174 pagine, € 14,00 

     In Il passeggero occidentale un giovane ebreo bisessuale parte da Boston alla ricerca del proprio padre e, in modo neppure troppo velato, alla ricerca di se stesso, perso nella duplicità del rapporto violento e brutale con un giovane musulmano e nell’amore tutto femminile di Amanda. Ad entrambi scrive lettere da ogni posto in cui il suo viaggio lo conduce, risolutorie e quasi senza appello per l’uno e di disperata necessità per l’altra.

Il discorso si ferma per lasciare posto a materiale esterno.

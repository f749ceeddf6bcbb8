//! Configuration issues.
//!
//! Config validation reports problems as structured issues with a severity
//! instead of failing on the first one.

/// Severity level of a configuration issue.
#[derive(Debug, Clone, Copy, PartialEq, Eq)]
pub enum Severity {
    /// Fatal: the configuration cannot work at all.
    Error,
    /// Non-fatal: the configuration works but may not behave as expected.
    Warning,
}

/// Identifies a specific configuration issue.
#[derive(Debug, Clone, PartialEq, Eq)]
pub enum ConfigIssueCode {
    /// A string field holds a value outside its enumeration.
    InvalidEnumValue {
        field: String,
        value: String,
        valid_values: Vec<String>,
    },
    /// A label is blank.
    EmptyLabel { field: String },
    /// Two ballots share a label.
    DuplicateBallot { label: String },
    /// Two options in one ballot share a label.
    DuplicateOption { ballot: String, label: String },
}

/// A detected issue in the configuration.
#[derive(Debug, Clone)]
pub struct ConfigIssue {
    pub severity: Severity,
    pub code: ConfigIssueCode,
    pub message: String,
}

impl ConfigIssue {
    pub fn is_error(&self) -> bool {
        self.severity == Severity::Error
    }
}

     Il suo peregrinare ha ragione d’essere nella penombra di una madre scomparsa, e di cui ritrova ricordi in ogni luogo vissuto fin dentro alle sue contraddizioni di violenza e necessità, e di un padre che pare non esistere e neppure essere mai esistito, di cui le poche tracce sembrano sbiadire e farsi più tenui via via. Miro Silvera narra un mondo in cui il finale tragico di ogni esistenza è dietro l’angolo, e i personaggi che ruotano intorno al protagonista paiono condensare in loro ogni traccia da lui lasciata nel mondo stesso, come fosse il canale di trasferimento di tutti i loro vissuti. Il fatale viene vissuto come ordinario, la presa di coscienza con relativa autodeterminazione viene rappresentata in un modo tutto ambiguo in cui l’uomo, ad ogni passo, perde un po’ di sé, per ritrovarsi in una forma nuova e sconosciuta. Non è un male se la ricerca si conclude con un atto d’amore che riempie e recupera il tempo perduto.

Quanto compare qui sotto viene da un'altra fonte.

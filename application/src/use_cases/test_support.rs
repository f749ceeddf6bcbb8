//! Simple port implementations for use case tests.

use crate::ports::correlation_repository::CorrelationRepository;
use crate::ports::vote_event_logger::{VoteEvent, VoteEventLogger};
use crate::ports::voting_repository::VotingRepository;
use async_trait::async_trait;
use concord_domain::{
    Ballot, BallotId, BallotOption, Correlation, CorrelationKey, CorrelationTable, DomainError,
    OptionId, Room, RoomId, SessionId, UserVote, VoteChange, VoteId, VotingSession, initial_keys,
};
use std::collections::BTreeMap;
use std::sync::Mutex;

#[derive(Default)]
struct Records {
    next_id: u64,
    ballots: Vec<Ballot>,
    options: Vec<BallotOption>,
    rooms: Vec<Room>,
    sessions: Vec<VotingSession>,
    votes: Vec<UserVote>,
}

impl Records {
    fn next(&mut self) -> u64 {
        self.next_id += 1;
        self.next_id
    }
}

#[derive(Default)]
pub struct MemoryVoting {
    records: Mutex<Records>,
}

#[async_trait]
impl VotingRepository for MemoryVoting {
    async fn create_ballot(&self, label: &str) -> Result<Ballot, DomainError> {
        let mut r = self.records.lock().unwrap();
        if r.ballots.iter().any(|b| b.label == label) {
            return Err(DomainError::constraint("duplicate ballot"));
        }
        let ballot = Ballot {
            id: BallotId::new(r.next()),
            label: label.to_string(),
        };
        r.ballots.push(ballot.clone());
        Ok(ballot)
    }

    async fn get_ballot(&self, id: BallotId) -> Result<Ballot, DomainError> {
        let r = self.records.lock().unwrap();
        r.ballots
            .iter()
            .find(|b| b.id == id)
            .cloned()
            .ok_or_else(|| DomainError::not_found("ballot", id))
    }

    async fn find_ballot(&self, label: &str) -> Result<Option<Ballot>, DomainError> {
        let r = self.records.lock().unwrap();
        Ok(r.ballots.iter().find(|b| b.label == label).cloned())
    }

    async fn list_ballots(&self) -> Result<Vec<Ballot>, DomainError> {
        Ok(self.records.lock().unwrap().ballots.clone())
    }

    async fn create_option(
        &self,
        ballot: BallotId,
        label: &str,
    ) -> Result<BallotOption, DomainError> {
        let mut r = self.records.lock().unwrap();
        let option = BallotOption {
            id: OptionId::new(r.next()),
            ballot,
            label: label.to_string(),
        };
        r.options.push(option.clone());
        Ok(option)
    }

    async fn get_option(&self, id: OptionId) -> Result<BallotOption, DomainError> {
        let r = self.records.lock().unwrap();
        r.options
            .iter()
            .find(|o| o.id == id)
            .cloned()
            .ok_or_else(|| DomainError::not_found("option", id))
    }

    async fn options_in_ballot(&self, ballot: BallotId) -> Result<Vec<BallotOption>, DomainError> {
        let r = self.records.lock().unwrap();
        Ok(r.options.iter().filter(|o| o.ballot == ballot).cloned().collect())
    }

    async fn delete_option(&self, id: OptionId) -> Result<BallotOption, DomainError> {
        let mut r = self.records.lock().unwrap();
        let pos = r
            .options
            .iter()
            .position(|o| o.id == id)
            .ok_or_else(|| DomainError::not_found("option", id))?;
        r.votes.retain(|v| v.option != id);
        Ok(r.options.remove(pos))
    }

    async fn create_room(&self, ballot: BallotId) -> Result<Room, DomainError> {
        let mut r = self.records.lock().unwrap();
        let room = Room {
            id: RoomId::new(r.next()),
            ballot,
        };
        r.rooms.push(room);
        Ok(room)
    }

    async fn get_room(&self, id: RoomId) -> Result<Room, DomainError> {
        let r = self.records.lock().unwrap();
        r.rooms
            .iter()
            .find(|room| room.id == id)
            .cloned()
            .ok_or_else(|| DomainError::not_found("room", id))
    }

    async fn create_session(&self, room: RoomId) -> Result<VotingSession, DomainError> {
        let mut r = self.records.lock().unwrap();
        let session = VotingSession {
            id: SessionId::new(r.next()),
            room,
        };
        r.sessions.push(session);
        Ok(session)
    }

    async fn get_session(&self, id: SessionId) -> Result<VotingSession, DomainError> {
        let r = self.records.lock().unwrap();
        r.sessions
            .iter()
            .find(|s| s.id == id)
            .cloned()
            .ok_or_else(|| DomainError::not_found("session", id))
    }

    async fn sessions_in_room(&self, room: RoomId) -> Result<Vec<VotingSession>, DomainError> {
        let r = self.records.lock().unwrap();
        Ok(r.sessions.iter().filter(|s| s.room == room).cloned().collect())
    }

    async fn record_vote(
        &self,
        session: SessionId,
        option: OptionId,
        polarity: bool,
    ) -> Result<VoteChange, DomainError> {
        let mut r = self.records.lock().unwrap();
        if let Some(vote) = r
            .votes
            .iter_mut()
            .find(|v| v.session == session && v.option == option)
        {
            if vote.polarity == polarity {
                return Ok(VoteChange::Unchanged(*vote));
            }
            vote.polarity = polarity;
            return Ok(VoteChange::PolarityChanged {
                vote: *vote,
                previous: !polarity,
            });
        }
        let vote = UserVote {
            id: VoteId::new(r.next()),
            session,
            option,
            polarity,
        };
        r.votes.push(vote);
        Ok(VoteChange::Created(vote))
    }

    async fn get_vote(&self, id: VoteId) -> Result<UserVote, DomainError> {
        let r = self.records.lock().unwrap();
        r.votes
            .iter()
            .find(|v| v.id == id)
            .cloned()
            .ok_or_else(|| DomainError::not_found("vote", id))
    }

    async fn delete_vote(&self, id: VoteId) -> Result<UserVote, DomainError> {
        let mut r = self.records.lock().unwrap();
        let pos = r
            .votes
            .iter()
            .position(|v| v.id == id)
            .ok_or_else(|| DomainError::not_found("vote", id))?;
        Ok(r.votes.remove(pos))
    }

    async fn votes_by_session(&self, session: SessionId) -> Result<Vec<UserVote>, DomainError> {
        let r = self.records.lock().unwrap();
        Ok(r.votes.iter().filter(|v| v.session == session).cloned().collect())
    }

    async fn votes_in_room(&self, room: RoomId) -> Result<Vec<UserVote>, DomainError> {
        let r = self.records.lock().unwrap();
        let sessions: Vec<SessionId> = r
            .sessions
            .iter()
            .filter(|s| s.room == room)
            .map(|s| s.id)
            .collect();
        Ok(r
            .votes
            .iter()
            .filter(|v| sessions.contains(&v.session))
            .cloned()
            .collect())
    }
}

#[derive(Default)]
pub struct MemoryCorrelations {
    rows: Mutex<BTreeMap<CorrelationKey, Correlation>>,
}

impl MemoryCorrelations {
    pub fn value(&self, key: CorrelationKey) -> f64 {
        self.rows.lock().unwrap()[&key].value
    }
}

#[async_trait]
impl CorrelationRepository for MemoryCorrelations {
    async fn initialize_option_correlations(
        &self,
        new_option: OptionId,
        existing: &[OptionId],
    ) -> Result<usize, DomainError> {
        let keys = initial_keys(new_option, existing);
        let mut rows = self.rows.lock().unwrap();
        if let Some(key) = keys.iter().find(|k| rows.contains_key(k)) {
            return Err(DomainError::constraint(format!("duplicate key {}", key)));
        }
        for key in &keys {
            rows.insert(*key, Correlation::default());
        }
        Ok(keys.len())
    }

    async fn get_correlation(&self, key: &CorrelationKey) -> Result<Correlation, DomainError> {
        self.rows
            .lock()
            .unwrap()
            .get(key)
            .copied()
            .ok_or_else(|| DomainError::not_found("correlation", key))
    }

    async fn update_correlation_ema(
        &self,
        key: &CorrelationKey,
        observed: f64,
    ) -> Result<Correlation, DomainError> {
        let mut rows = self.rows.lock().unwrap();
        let row = rows
            .get_mut(key)
            .ok_or_else(|| DomainError::not_found("correlation", key))?;
        row.apply_ema(observed);
        Ok(*row)
    }

    async fn snapshot(&self, options: &[OptionId]) -> Result<CorrelationTable, DomainError> {
        let rows = self.rows.lock().unwrap();
        Ok(rows
            .iter()
            .filter(|(k, _)| options.contains(&k.predicate) && options.contains(&k.target))
            .map(|(k, c)| (*k, *c))
            .collect())
    }

    async fn remove_option(&self, option: OptionId) -> Result<usize, DomainError> {
        let mut rows = self.rows.lock().unwrap();
        let before = rows.len();
        rows.retain(|k, _| !k.involves(option));
        Ok(before - rows.len())
    }

    async fn row_count(&self) -> usize {
        self.rows.lock().unwrap().len()
    }
}

/// Collects event types in order
#[derive(Default)]
pub struct RecordingEvents {
    pub events: Mutex<Vec<&'static str>>,
}

impl RecordingEvents {
    pub fn types(&self) -> Vec<&'static str> {
        self.events.lock().unwrap().clone()
    }
}

impl VoteEventLogger for RecordingEvents {
    fn log(&self, event: VoteEvent) {
        self.events.lock().unwrap().push(event.event_type);
    }
}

     Il viaggio raccontato da Silvera è un viaggio tutto reale e al contempo tutto fantastico, scritto da una dimensione doppia, che scorre su binari diversi, e che conosce, suo malgrado, solo la stazione di partenza, e non per mero cliché, ma svestito dagli abiti occidentali del titolo, viaggiatore per un istinto naturale teso a lasciare tracce di passaggi verso orizzonti sconosciuti, in un continuo altalenarsi tra Oriente e Occidente. Boston, Essaouira, Marrakech, Casablanca, Tangeri, Alessandria d’Egitto, Tel Aviv, Beirut, Istanbul, Mosca, Shanghai, Calcutta e di nuovo Boston. Tappe e esperienze diverse che fanno dire allo scrittore siriano di Aleppo, ma milanese di adozione, “Prima collezionavo cose. Dal mio viaggio in poi, mi rendo conto di collezionare rapporti umani, luoghi e persone. E momenti, alcuni irripetibili momenti.” Un libro teso all’interiorità, esplicito fin dall’inizio e senza mezze misure. Un libro possente, disperato ed enigmatico.